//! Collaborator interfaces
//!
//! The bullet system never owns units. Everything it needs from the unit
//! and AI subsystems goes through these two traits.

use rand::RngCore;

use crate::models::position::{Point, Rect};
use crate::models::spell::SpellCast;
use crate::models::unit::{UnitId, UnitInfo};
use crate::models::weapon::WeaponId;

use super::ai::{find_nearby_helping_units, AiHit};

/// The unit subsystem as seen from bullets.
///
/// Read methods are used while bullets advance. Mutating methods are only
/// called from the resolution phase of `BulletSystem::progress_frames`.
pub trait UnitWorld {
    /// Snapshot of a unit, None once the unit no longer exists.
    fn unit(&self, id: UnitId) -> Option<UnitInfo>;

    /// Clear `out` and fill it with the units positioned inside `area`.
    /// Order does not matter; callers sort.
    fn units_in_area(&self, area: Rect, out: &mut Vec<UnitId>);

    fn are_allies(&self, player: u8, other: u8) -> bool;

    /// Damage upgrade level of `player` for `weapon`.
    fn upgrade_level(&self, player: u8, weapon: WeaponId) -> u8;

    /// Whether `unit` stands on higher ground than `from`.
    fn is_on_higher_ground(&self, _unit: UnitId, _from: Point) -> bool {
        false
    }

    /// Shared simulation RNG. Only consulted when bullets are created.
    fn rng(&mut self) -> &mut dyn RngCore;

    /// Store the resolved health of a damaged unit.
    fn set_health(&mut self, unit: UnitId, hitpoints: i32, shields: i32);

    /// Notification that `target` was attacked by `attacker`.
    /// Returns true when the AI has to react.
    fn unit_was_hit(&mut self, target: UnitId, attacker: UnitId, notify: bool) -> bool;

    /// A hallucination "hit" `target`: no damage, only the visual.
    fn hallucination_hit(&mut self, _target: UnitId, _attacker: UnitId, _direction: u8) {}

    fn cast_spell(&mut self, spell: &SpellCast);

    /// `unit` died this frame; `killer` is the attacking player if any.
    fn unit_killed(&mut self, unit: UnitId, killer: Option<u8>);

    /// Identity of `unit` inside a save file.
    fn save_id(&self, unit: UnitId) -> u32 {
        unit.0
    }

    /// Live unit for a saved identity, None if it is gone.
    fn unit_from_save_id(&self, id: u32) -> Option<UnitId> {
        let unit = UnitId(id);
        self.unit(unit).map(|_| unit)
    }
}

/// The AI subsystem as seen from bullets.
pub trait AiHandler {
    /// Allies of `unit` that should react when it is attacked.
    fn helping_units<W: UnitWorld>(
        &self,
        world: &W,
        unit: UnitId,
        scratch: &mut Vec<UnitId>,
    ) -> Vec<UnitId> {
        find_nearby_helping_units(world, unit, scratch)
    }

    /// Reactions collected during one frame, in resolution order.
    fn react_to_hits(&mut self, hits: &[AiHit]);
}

++++++++++

Output only an exact transcription of the lines above from the one with "a damaged unit." up to and including the one with "bool) -> bool;".

    /// Store the resolved health of a damaged unit.
    fn set_health(&mut self, unit: UnitId, hitpoints: i32, shields: i32);

    /// Notification that `target` was attacked by `attacker`.
    /// Returns true when the AI has to react.
    fn unit_was_hit(&mut self, target: UnitId, attacker: UnitId, notify: bool) -> bool;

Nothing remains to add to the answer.